Posted by Mahatmelissama on 3/09/03 at 22:59 (112397)

Ok, you guys have heard my whining and you will hear it again.

I am getting better but so slowly.

I traveled last week to Iowa on Southwest. I had to keep standing in lines and then the cold weather seemed to make my feet flare up. My grandma had her 97th birthday, I got to see her.

I go home to San Jose (where it is much warmer) but my feet are so slow to recover. I have had flare up city.

I had to sit a lot at church today. I whined to a few people about my feet. They kindly listened but for some reason every single person just looked kind of like 'whatever' or even 'yeah sure'.

I talked to one lady getting a dance together. A sort of Irish Country line dance. I told her I would only be able to dance a few dances...and is there going to be anything else to do but dance? She said No, just dancing...and so I told her I am not going then. She was ok with that. She told me about a guy she met studying how to make orthotics in Sacramento...

Anyway, I can not articulate this very well but I am really down. Nobody understands (unless they have it). When I vent to my friends and family, they just don't get it.

I have pushed myself through many things (went to a lunch at someone's house and stood as much as I could since everyone loves to stand and talk...and prepare food standing)...and then home. I am trying to participate in life. I just know from experience if I go to that dance, I will over do it. I can only dance a few dances and then sit down and watch people dance dance dance...it is also dance lessons and they have you stand there while they slowly explain (I know from experience). Darn it, I miss line dancing. I miss being able to stand stand stand.

I can stand longer than before and I am getting better but it is so slow it is pitiful. I just wish the pain would all go away!

I am wondering if anybody got better like this....really really slowly?

If so, please let me know.

Sometimes to get out of feeling blue I got to just vent to someone and you guys are the only ones who 'get it'.

Shoot, if I had some of your IMs, I would message you. (I use Trillian and can talk to msn, yahoo, aim on my home computer).

Re: I need to vent yet again

Pauline on 3/09/03 at 23:32 (112399)

No problem this is a good place to vent your frustrations because we have all done it from time to time, but when you done begin to count your blessings because we sometimes forget that we have them.

Here are a few to start you off. I bet if you think about it you have many more to add to this list.

Your not blind or mentally ill.
You don't have a catastrophic illness.
Your not homeless.
Your not hungry.
Your not alone.
Your able to travel.
You have friends.
You have family.
You can provide encouragement to others in need.
and even in the worst of times you can still smile.

Now you add to the list. Sitting on the sidelines isn't fun, but many people go through far worse and would be happy to trade their illness for your P.F.

There are not any books written on how to think negatively because we're all very good at it, but look at all the books written about positive thinking. The shelves are filled with them.

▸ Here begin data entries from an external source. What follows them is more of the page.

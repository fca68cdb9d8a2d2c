// SPDX-License-Identifier: AGPL-3.0-or-later
// Copyright (C) 2012-2025 Andrei Maltsev

use crate::integration_tests::common::*;

/// Client-saved session survives its connection and can be claimed by
/// another one via the exact context bytes.
#[tokio::test]
async fn test_abandon_and_claim() {
    let mut h = Harness::spawn(27, 4);

    h.push_response(resp_with_handle(0x0200_0001));
    let resp = h
        .roundtrip(1, cmd(CC_START_AUTH_SESSION, &[0x4000_0007, 0x4000_0007], b"hmac"))
        .await;
    let session = handle_of(&resp);
    let seen_before = h.device_commands_seen();

    // ContextSave is answered from the stored context, no device call.
    let resp = h.roundtrip(1, cmd(CC_CONTEXT_SAVE, &[session], &[])).await;
    assert_eq!(rc_of(&resp), 0);
    assert_eq!(h.device_commands_seen(), seen_before);
    let context = resp[10..].to_vec();
    assert!(!context.is_empty());

    // Owner disappears; the session is parked, not flushed.
    h.remove_connection(1).await;
    assert!(h.tpm.lock().expect("state").flushes.is_empty());

    // Another connection claims it with the saved bytes.
    let resp = h.roundtrip(2, cmd(CC_CONTEXT_LOAD, &[], &context)).await;
    assert_eq!(rc_of(&resp), 0);
    assert_eq!(handle_of(&resp), session);
    assert_eq!(h.device_commands_seen(), seen_before);

    // The new owner can actually use it.
    h.push_response(resp_success());
    let resp = h
        .roundtrip(
            2,
            cmd_with_auth(CC_PCR_EXTEND, &[0x0000_0010], &[(session, 0x01)], b"d"),
        )
        .await;
    assert_eq!(rc_of(&resp), 0);
    assert_eq!(h.tpm.lock().expect("state").loads.len(), 1);
}

/// Only four abandoned sessions are retained; the oldest is flushed from
/// the device and its context stops matching.
#[tokio::test]
async fn test_abandonment_prune() {
    let mut h = Harness::spawn(27, 4);

    let mut contexts = Vec::new();
    for i in 0..5u64 {
        let session = 0x0200_0001 + i as u32;
        h.push_response(resp_with_handle(session));
        let resp = h
            .roundtrip(
                i + 1,
                cmd(CC_START_AUTH_SESSION, &[0x4000_0007, 0x4000_0007], b"hmac"),
            )
            .await;
        assert_eq!(handle_of(&resp), session);

        let resp = h.roundtrip(i + 1, cmd(CC_CONTEXT_SAVE, &[session], &[])).await;
        contexts.push(resp[10..].to_vec());

        h.remove_connection(i + 1).await;
    }

    // The first abandoned session fell off the queue and got flushed.
    assert_eq!(h.tpm.lock().expect("state").flushes, vec![0x0200_0001]);

    // Its context no longer matches anything the manager tracks; the
    // load is forwarded and the device rejects it.
    h.push_response(resp_error(0x0000_01df));
    let resp = h.roundtrip(9, cmd(CC_CONTEXT_LOAD, &[], &contexts[0])).await;
    assert_eq!(rc_of(&resp), 0x0000_01df);

    // A surviving one is still claimable without device help.
    let seen_before = h.device_commands_seen();
    let resp = h.roundtrip(9, cmd(CC_CONTEXT_LOAD, &[], &contexts[1])).await;
    assert_eq!(rc_of(&resp), 0);
    assert_eq!(handle_of(&resp), 0x0200_0002);
    assert_eq!(h.device_commands_seen(), seen_before);
}

/// A context saved by a live connection cannot be stolen: the foreign
/// ContextLoad is refused without any reply.
#[tokio::test]
async fn test_claim_refused_while_owner_alive() {
    let mut h = Harness::spawn(27, 4);

    h.push_response(resp_with_handle(0x0200_0001));
    let resp = h
        .roundtrip(1, cmd(CC_START_AUTH_SESSION, &[0x4000_0007, 0x4000_0007], b"hmac"))
        .await;
    let session = handle_of(&resp);

    let resp = h.roundtrip(1, cmd(CC_CONTEXT_SAVE, &[session], &[])).await;
    let context = resp[10..].to_vec();

    // The refusal produces no response at all; prove the worker moved on
    // by following up with a command that does respond.
    h.rm
        .submit(
            tpm2_resmgr_rs::resmgr::connection::ConnectionId(2),
            bytes::BytesMut::from(&cmd(CC_CONTEXT_LOAD, &[], &context)[..]),
        )
        .expect("submit");
    h.push_response(resp_success());
    let resp = h.roundtrip(2, cmd(CC_READ_PUBLIC, &[0x0100_0001], &[])).await;
    assert_eq!(rc_of(&resp), 0);

    // The rightful owner can still reload it.
    let resp = h.roundtrip(1, cmd(CC_CONTEXT_LOAD, &[], &context)).await;
    assert_eq!(rc_of(&resp), 0);
    assert_eq!(handle_of(&resp), session);
}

Everything is a matter of degree. There will always be someone worse off than you and others better off. The best that we can do is to accept the things that we cannot change, change the things that we can, and ask for the wisdom to know the difference. If we can do this we're doing good.

May God bless you with peace and provide you relief from the frustration, anger and anxiety that your feeling at this moment. You will have better tomorrows.

Re: I need to vent yet again

Carole C in NOLA on 3/10/03 at 00:55 (112400)

Mahatmelissama, I'm sorry to hear that you are having a flare-up!!! And we really DO understand how depressing it is and how miserable you feel about not being able to dance. You probably made the best decision in staying home from the dance, but it's hard because I know you want to participate in your life.

Have you tried any new things lately to see if they help to give your recovery a boost? I don't know what; maybe taping as well as wearing your orthotics? That seemed to help some people here a lot.

YES, people have got better really really slowly. I have read stories on this site about people who got completely healed after years with PF. So don't listen if your inner voice tells you things are hopeless. They're not! You WILL get better. Please believe that, and do everything in your power to help it to come true.

I think we pretty much have to assume that nobody will 'get it' unless they have had PF, or unless they happen to be like Mother Teresa. It's not that people are innately cruel; this is just so far out of their experience. I know I would have been pretty skeptical and politely disbelieving, if someone had talked about how painful and disabling their PF was (before I had it myself). I never did tell very many people at all about my PF, and if I absolutely had to mention it, I said I had 'Achilles tendonitis'. That was an incomplete truth, but I found that some people could relate to it a lot better.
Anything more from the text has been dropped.